Data extracted from a collection
-=-=-

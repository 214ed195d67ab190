use hmac::Hmac;
use pbkdf2::pbkdf2;
use sha2::Sha256;
use rand::Rng;
use base64::{Engine, engine::general_purpose::URL_SAFE_NO_PAD};

type HmacSha256 = Hmac<Sha256>;

// Coût fixe, équivalent bcrypt work factor 10
const ITERATIONS: u32 = 260000;
const KEY_LENGTH: usize = 32;

/// Hash un mot de passe avec PBKDF2-HMAC-SHA256 (260000 itérations,
/// salt aléatoire de 16 bytes)
pub fn hash_password(password: &str) -> Result<String, String> {
    let mut salt = [0u8; 16];
    rand::thread_rng().fill(&mut salt);

    let mut key = [0u8; KEY_LENGTH];
    pbkdf2::<HmacSha256>(password.as_bytes(), &salt, ITERATIONS, &mut key)
        .map_err(|e| format!("PBKDF2 hash generation failed: {}", e))?;

    let salt_b64 = URL_SAFE_NO_PAD.encode(salt);
    let hash_b64 = URL_SAFE_NO_PAD.encode(key);

    // Format: pbkdf2:sha256:iterations$salt$hash
    Ok(format!("pbkdf2:sha256:{}${}${}", ITERATIONS, salt_b64, hash_b64))
}

/// Vérifie un mot de passe contre un hash stocké
pub fn verify_password(password: &str, stored_hash: &str) -> Result<bool, String> {
    // Parser le format: pbkdf2:sha256:iterations$salt$hash
    let parts: Vec<&str> = stored_hash.split('$').collect();
    if parts.len() != 3 {
        return Err("Invalid hash format".to_string());
    }

    let header_parts: Vec<&str> = parts[0].split(':').collect();
    if header_parts.len() != 3 || header_parts[0] != "pbkdf2" || header_parts[1] != "sha256" {
        return Err("Invalid header".to_string());
    }

    let iterations = header_parts[2]
        .parse::<u32>()
        .map_err(|_| "Invalid iterations".to_string())?;

    let salt = URL_SAFE_NO_PAD
        .decode(parts[1])
        .map_err(|e| format!("Salt decode failed: {}", e))?;
    let expected_hash = URL_SAFE_NO_PAD
        .decode(parts[2])
        .map_err(|e| format!("Hash decode failed: {}", e))?;

    // Recalculer avec le même salt et les mêmes itérations
    let mut computed = vec![0u8; expected_hash.len()];
    pbkdf2::<HmacSha256>(password.as_bytes(), &salt, iterations, &mut computed)
        .map_err(|e| format!("PBKDF2 hash verification failed: {}", e))?;

    Ok(computed == expected_hash)
}

#[cfg(test)]
mod tests {
    use super::*;

    #[test]
    fn test_hash_and_verify() {
        let hash = hash_password("motdepasse123").unwrap();
        assert!(hash.starts_with("pbkdf2:sha256:260000$"));
        assert!(verify_password("motdepasse123", &hash).unwrap());
    }

    #[test]
    fn test_wrong_password_rejected() {
        let hash = hash_password("motdepasse123").unwrap();
        assert!(!verify_password("autremotdepasse", &hash).unwrap());
    }

    #[test]
    fn test_two_hashes_differ() {
        // Salt aléatoire : deux hashs du même mot de passe diffèrent
        let h1 = hash_password("motdepasse123").unwrap();
        let h2 = hash_password("motdepasse123").unwrap();
        assert_ne!(h1, h2);
    }

    #[test]
    fn test_invalid_format_rejected() {
        assert!(verify_password("x", "pas-un-hash").is_err());
        assert!(verify_password("x", "scrypt:sha256:1$a$b").is_err());
    }
}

-=-=-

● TASK DETAILS: Return every line above where "aléatoire" appears.

● RESPONSE TO THE EXERCISE:
/// salt aléatoire de 16 bytes)
        // Salt aléatoire : deux hashs du même mot de passe diffèrent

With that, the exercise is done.